Si las escuelas de negocios hace años redescubrieron a Gracián o a Maquiavelo para asomarse a las complejidades de la naturaleza humana, Turner servirá ejemplarmente para cualquier curso que haya de gestión del talento: allí donde Ortega señala polémicamente la pereza aristocrática de Velázquez, Turner se esforzará como un bracero, hasta el punto de que los estudiosos de la obra se ven sobrepasados por un catálogo tan copioso y –ante todo- tan homogéneo en sus altos y en sus bajos. Un compatriota de Turner, Cyril Connolly señala el prejuicio que nos rige al evaluar el genio: la percepción de que, si es mucho, saldrá solo. Es una superstición que va contra el dato de experiencia de que –como supo en vida el propio Connolly- la mayor parte de los talentos terminan en el desguace de las promesas incumplidas.

Fue un milagro que Turner –con todo en contra- no acabara allí, pero tuvo demasiado orgullo de artista para caer en la vanidad del artistazo: en el plan de su propia vida, sabía que la genialidad no podía ser excusa para evitar años de banalidades pintadas por encargo. De la envidia, lo único que supo fue sufrirla. Si alguien ha afirmado que el clima inglés posó para él, el propio Turner lo desmiente al atarse a un mástil durante una tormenta para apreciar mejor el oleaje, o al subirse una barcaza para abocetar el incendio del parlamento en Londres y llevarlo luego al lienzo. Una nevada en Inglaterra le dará pretexto –como le profetizó a un testigo- para escenificar el paso de Aníbal a través de los Alpes. Hoy tenemos a Turner por el pintor del color, pero dedicó su vida a estudiar –y a enseñar- perspectiva. Hoy admiramos en Turner su cualidad de pintor “innovador” por excelencia, pero lo mismo atendió a las teorías cromáticas de Goethe que catalizó todas las lecciones de sus maestros, de los pintores holandeses de marinas a Rembrandt o –perpetuamente- Claudio de Lorena. A todos ellos recurrió con piedad persistente, pero luego sólo donaría uno de sus cuadros a condición de que figurara junto al maestro Lorraine.
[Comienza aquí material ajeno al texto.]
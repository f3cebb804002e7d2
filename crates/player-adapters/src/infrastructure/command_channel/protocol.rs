//! Messages exchanged with the native side of the command channel

use tokio::sync::{mpsc, oneshot};

use augment_player_ports::outbound::NativeError;
use augment_player_ports::ProductDescriptor;

/// One-shot completion handle for a single command
pub type Responder<T> = oneshot::Sender<Result<T, NativeError>>;

/// A command issued to the native module
#[derive(Debug)]
pub enum NativeCommand {
    Start {
        respond_to: Responder<()>,
    },
    RecenterProducts {
        respond_to: Responder<()>,
    },
    AddProduct {
        product: ProductDescriptor,
        respond_to: Responder<serde_json::Value>,
    },
}

impl NativeCommand {
    pub fn name(&self) -> &'static str {
        match self {
            NativeCommand::Start { .. } => "start",
            NativeCommand::RecenterProducts { .. } => "recenterProducts",
            NativeCommand::AddProduct { .. } => "addProductToAugmentPlayer",
        }
    }

    /// Reject the command with `error`, whatever its kind
    pub fn reject(self, error: NativeError) {
        let delivered = match self {
            NativeCommand::Start { respond_to } | NativeCommand::RecenterProducts { respond_to } => {
                respond_to.send(Err(error)).is_ok()
            }
            NativeCommand::AddProduct { respond_to, .. } => respond_to.send(Err(error)).is_ok(),
        };
        if !delivered {
            tracing::debug!("Command caller went away before rejection was delivered");
        }
    }
}

/// Native-side end of the command channel
#[derive(Debug)]
pub struct NativeCommandReceiver {
    pub(super) rx: mpsc::Receiver<NativeCommand>,
}

impl NativeCommandReceiver {
    /// Next command, or `None` once every bridge handle is dropped
    pub async fn recv(&mut self) -> Option<NativeCommand> {
        self.rx.recv().await
    }

    /// Blocking variant for native threads outside the tokio runtime.
    ///
    /// Panics if called from within an async context (tokio restriction).
    pub fn blocking_recv(&mut self) -> Option<NativeCommand> {
        self.rx.blocking_recv()
    }

    /// Stop accepting new commands; queued ones can still be drained
    pub fn close(&mut self) {
        self.rx.close();
    }
}
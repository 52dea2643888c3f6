//! Feature pipeline CLI.

use clap::{ColorChoice, Parser};
use feat_cli::logging::{LogConfig, LogFormat, init_logging};
use std::io::{self, IsTerminal};
use tracing::level_filters::LevelFilter;

mod cli;
mod commands;
mod summary;

use crate::cli::{Cli, Command, LogFormatArg, LogLevelArg};
use crate::commands::{run_generate, run_pipeline};
use crate::summary::print_summary;

fn main() {
    let cli = Cli::parse();
    cli.color.write_global();
    let log_config = log_config_from_cli(&cli);
    if let Err(error) = init_logging(&log_config) {
        eprintln!("error: failed to initialize logging: {error}");
        std::process::exit(1);
    }
    let exit_code = match cli.command {
        Command::Run(args) => match run_pipeline(&args) {
            Ok(result) => {
                print_summary(&result);
                if result.has_errors() { 1 } else { 0 }
            }
            Err(error) => {
                eprintln!("error: {error:#}");
                1
            }
        },
        Command::Generate(args) => match run_generate(&args) {
            Ok(path) => {
                println!("Sample CSV generated: {}", path.display());
                0
            }
            Err(error) => {
                eprintln!("error: {error:#}");
                1
            }
        },
    };
    std::process::exit(exit_code);
}

/// Build logging configuration from CLI flags with consistent precedence.
fn log_config_from_cli(cli: &Cli) -> LogConfig {
    let mut config = LogConfig {
        level_filter: cli.verbosity.tracing_level_filter(),
        ..LogConfig::default()
    };
    config.use_env_filter = !(cli.verbosity.is_present() || cli.log_level.is_some());
    if let Some(level) = cli.log_level {
        config.level_filter = match level {
            LogLevelArg::Error => LevelFilter::ERROR,
            LogLevelArg::Warn => LevelFilter::WARN,
            LogLevelArg::Info => LevelFilter::INFO,
            LogLevelArg::Debug => LevelFilter::DEBUG,
            LogLevelArg::Trace => LevelFilter::TRACE,
        };
    }
    config.format = match cli.log_format {
        LogFormatArg::Pretty => LogFormat::Pretty,
        LogFormatArg::Compact => LogFormat::Compact,
        LogFormatArg::Json => LogFormat::Json,
    };
    config.log_file = cli.log_file.clone();
    config.with_ansi = match cli.color.color {
        ColorChoice::Always => true,
        ColorChoice::Never => false,
        ColorChoice::Auto => cli.log_file.is_none() && io::stderr().is_terminal(),
    };
    config
}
Curiosamente, el mismo Turner que nunca hizo esfuerzos por parecer buena persona, recaudó fondos para lo que llamó la figura, tan contraria a su próspero pasar, del “pintor desmoronado”.

Turner ha pasado a la historia con una personalidad tan unívoca que con frecuencia soslayamos el haz de pasiones en que consistió su genio: si fue el pintor del Támesis, también lo sería del Loira; si viajó a Italia a tomar la lección de la Antigüedad, cantaría al progreso de la locomotora; si nos parece el pintor de una naturaleza de crueldad indiferente, en sus cuadros no faltará la nota de piedad de una bañista, de un pastor, de una figura humana; si parece un maestro de la indiferencia y llegó a afirmar que no pintaba sus lienzos para que fueran entendidos, no dejará de montar su propia galería de arte o de escribir versos junto a sus cuadros como garantía de perennidad. Naturaleza e Historia: el Turner que, con el solemne remolcado de El Temerario, plasmó la acepción más noble de la vieja Inglaterra, es también el whig reformista que criticará el comercio en sangre de los negreros en su Barco de Esclavos. Es irónico, en fin, que lo turneriano permanezca hoy como categoría del espíritu cuando estamos ante un pintor alejado de cualquier solipsismo, y es aún más irónico pensar que, al pintor de los óleos más amados de Gran Bretaña, no hicieran sino decirle que se limitara a la acuarela. Dos siglos después, si su talento es inimitable, hay algo ejemplar en su no claudicación, en su voluntad de resistencia, en el amor a una vocación y su poder.